• RECORD EXTRACTS:

══════

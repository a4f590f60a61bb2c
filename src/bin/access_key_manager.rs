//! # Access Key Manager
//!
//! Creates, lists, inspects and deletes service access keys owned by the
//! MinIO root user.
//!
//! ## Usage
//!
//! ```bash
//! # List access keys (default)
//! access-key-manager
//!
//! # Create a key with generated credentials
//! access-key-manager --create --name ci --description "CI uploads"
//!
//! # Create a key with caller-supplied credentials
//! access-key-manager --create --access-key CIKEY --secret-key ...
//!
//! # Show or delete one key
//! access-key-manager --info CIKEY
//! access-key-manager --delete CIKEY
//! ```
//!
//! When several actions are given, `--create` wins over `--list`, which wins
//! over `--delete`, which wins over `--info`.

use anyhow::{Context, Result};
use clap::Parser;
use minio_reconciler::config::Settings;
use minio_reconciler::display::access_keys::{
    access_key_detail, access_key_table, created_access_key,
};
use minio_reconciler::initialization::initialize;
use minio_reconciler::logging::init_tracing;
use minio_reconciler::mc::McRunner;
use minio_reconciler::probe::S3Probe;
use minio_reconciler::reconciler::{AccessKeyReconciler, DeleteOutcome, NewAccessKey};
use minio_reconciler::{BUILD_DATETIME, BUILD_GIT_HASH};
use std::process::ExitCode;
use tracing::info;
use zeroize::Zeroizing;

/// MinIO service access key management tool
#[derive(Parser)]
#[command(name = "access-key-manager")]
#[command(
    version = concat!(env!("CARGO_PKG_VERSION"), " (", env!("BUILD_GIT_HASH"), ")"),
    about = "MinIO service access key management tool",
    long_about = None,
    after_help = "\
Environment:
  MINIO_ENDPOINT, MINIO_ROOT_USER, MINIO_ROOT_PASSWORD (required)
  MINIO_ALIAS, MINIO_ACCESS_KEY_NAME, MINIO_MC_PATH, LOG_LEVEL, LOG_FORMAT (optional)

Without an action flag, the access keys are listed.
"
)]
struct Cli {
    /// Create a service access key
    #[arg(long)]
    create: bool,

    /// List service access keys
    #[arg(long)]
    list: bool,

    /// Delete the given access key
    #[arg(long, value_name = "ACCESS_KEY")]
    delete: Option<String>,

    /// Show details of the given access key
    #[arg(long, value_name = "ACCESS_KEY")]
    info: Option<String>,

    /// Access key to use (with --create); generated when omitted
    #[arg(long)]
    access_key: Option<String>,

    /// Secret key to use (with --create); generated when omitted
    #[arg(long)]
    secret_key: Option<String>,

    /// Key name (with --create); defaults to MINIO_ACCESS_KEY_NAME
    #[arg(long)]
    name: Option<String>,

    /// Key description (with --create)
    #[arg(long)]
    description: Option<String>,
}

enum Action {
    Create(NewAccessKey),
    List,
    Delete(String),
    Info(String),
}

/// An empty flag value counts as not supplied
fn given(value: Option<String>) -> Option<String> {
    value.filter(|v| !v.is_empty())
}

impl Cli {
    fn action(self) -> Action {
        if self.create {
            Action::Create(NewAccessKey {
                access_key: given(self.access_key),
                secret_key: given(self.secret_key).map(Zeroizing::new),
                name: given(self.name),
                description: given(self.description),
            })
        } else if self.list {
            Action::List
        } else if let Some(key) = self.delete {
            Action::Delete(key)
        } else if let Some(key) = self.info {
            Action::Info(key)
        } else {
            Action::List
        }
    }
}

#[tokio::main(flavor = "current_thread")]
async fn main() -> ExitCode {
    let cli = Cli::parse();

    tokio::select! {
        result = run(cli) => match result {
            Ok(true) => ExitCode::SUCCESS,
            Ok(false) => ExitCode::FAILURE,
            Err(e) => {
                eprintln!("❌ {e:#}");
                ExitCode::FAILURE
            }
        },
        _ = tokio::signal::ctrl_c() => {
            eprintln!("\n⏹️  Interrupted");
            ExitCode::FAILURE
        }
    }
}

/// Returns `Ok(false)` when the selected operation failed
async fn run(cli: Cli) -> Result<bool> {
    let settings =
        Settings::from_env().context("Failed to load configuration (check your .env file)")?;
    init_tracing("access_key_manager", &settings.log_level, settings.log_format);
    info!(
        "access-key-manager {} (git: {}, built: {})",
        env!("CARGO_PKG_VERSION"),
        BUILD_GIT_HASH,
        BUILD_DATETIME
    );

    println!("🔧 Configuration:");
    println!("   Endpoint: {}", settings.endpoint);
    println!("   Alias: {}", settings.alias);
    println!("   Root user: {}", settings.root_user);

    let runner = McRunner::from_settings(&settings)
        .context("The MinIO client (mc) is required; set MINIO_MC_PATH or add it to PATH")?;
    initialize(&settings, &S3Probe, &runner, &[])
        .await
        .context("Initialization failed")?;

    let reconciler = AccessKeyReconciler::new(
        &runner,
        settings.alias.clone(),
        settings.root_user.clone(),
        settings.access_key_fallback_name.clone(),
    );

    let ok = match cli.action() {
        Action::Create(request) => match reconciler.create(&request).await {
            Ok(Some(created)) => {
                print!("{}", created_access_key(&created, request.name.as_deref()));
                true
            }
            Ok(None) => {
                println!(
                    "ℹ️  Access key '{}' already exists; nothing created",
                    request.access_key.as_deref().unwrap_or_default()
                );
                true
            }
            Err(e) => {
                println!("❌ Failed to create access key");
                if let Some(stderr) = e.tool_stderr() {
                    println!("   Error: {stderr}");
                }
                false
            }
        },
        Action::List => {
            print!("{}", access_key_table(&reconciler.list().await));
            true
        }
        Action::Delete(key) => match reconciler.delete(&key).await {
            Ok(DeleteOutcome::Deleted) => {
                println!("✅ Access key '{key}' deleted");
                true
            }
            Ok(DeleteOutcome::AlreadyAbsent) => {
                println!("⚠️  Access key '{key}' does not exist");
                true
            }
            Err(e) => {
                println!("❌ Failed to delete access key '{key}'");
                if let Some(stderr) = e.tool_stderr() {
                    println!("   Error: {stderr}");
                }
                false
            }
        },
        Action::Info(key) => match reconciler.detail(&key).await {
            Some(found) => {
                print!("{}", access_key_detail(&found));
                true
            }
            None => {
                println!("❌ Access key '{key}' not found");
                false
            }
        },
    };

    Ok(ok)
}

══════

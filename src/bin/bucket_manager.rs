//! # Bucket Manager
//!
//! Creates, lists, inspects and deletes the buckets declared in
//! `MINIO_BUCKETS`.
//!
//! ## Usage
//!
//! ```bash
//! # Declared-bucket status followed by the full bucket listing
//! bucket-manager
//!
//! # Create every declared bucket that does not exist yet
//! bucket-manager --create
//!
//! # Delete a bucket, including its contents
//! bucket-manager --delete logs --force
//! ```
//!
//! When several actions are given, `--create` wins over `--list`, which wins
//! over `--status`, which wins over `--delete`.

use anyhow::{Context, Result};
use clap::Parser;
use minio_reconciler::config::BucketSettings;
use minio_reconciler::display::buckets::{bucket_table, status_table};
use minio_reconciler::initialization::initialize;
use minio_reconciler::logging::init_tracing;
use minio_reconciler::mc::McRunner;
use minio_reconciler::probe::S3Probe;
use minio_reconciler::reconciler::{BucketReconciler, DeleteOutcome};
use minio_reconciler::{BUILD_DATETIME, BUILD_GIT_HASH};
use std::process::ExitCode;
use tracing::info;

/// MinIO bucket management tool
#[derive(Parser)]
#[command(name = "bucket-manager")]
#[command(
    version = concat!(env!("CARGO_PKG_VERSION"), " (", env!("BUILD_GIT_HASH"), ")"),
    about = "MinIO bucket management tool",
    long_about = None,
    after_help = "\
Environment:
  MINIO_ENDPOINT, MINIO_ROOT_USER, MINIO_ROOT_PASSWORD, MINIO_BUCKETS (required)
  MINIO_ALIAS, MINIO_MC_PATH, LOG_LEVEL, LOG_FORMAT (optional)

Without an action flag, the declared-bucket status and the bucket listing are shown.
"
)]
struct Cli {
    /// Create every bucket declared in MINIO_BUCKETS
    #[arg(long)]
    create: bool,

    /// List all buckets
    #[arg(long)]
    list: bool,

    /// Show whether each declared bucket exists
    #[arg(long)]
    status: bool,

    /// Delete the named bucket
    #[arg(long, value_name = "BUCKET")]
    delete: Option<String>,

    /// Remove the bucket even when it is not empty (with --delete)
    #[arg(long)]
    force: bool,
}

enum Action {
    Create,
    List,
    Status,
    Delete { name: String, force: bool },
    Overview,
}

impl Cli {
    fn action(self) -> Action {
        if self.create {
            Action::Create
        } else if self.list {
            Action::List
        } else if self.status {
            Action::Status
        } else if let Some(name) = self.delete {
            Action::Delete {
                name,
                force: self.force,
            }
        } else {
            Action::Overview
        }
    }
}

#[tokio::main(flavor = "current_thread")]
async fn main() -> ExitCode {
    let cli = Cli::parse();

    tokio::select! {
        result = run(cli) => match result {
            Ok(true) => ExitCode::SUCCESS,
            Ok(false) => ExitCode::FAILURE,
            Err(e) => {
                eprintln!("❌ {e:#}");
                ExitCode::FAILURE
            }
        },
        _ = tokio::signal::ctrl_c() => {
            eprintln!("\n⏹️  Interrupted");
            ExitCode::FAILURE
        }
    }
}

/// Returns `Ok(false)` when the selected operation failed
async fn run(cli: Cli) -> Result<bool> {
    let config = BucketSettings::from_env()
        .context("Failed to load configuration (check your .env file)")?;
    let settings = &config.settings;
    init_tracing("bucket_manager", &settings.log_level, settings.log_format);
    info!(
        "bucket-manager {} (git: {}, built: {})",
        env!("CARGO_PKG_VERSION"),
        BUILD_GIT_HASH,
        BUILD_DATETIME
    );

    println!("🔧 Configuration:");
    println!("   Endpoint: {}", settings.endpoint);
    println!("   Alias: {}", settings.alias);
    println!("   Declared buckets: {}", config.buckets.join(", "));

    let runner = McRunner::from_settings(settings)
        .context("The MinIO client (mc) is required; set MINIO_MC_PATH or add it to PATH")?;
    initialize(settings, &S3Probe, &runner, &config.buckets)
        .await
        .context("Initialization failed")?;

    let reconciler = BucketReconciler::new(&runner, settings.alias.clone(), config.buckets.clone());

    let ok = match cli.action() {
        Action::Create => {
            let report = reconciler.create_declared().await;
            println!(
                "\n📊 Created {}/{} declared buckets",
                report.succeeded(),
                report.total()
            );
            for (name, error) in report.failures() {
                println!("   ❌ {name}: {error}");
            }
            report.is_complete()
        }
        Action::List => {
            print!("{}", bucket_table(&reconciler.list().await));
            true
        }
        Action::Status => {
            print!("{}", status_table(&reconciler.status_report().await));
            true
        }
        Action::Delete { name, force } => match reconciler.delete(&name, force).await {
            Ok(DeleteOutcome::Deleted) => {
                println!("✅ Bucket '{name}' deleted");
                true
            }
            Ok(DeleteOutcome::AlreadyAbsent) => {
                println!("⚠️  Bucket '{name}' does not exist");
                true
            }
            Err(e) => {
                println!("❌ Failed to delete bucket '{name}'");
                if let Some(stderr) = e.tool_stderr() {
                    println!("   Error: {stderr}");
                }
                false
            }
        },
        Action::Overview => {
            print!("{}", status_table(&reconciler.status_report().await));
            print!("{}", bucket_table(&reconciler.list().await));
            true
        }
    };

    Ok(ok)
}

══════

• EXERCISE DIRECTIONS:
Tally up how many lines in the preceding listing contain the word "command". Give nothing but the number.

• RESULT OF THE EXERCISE:
4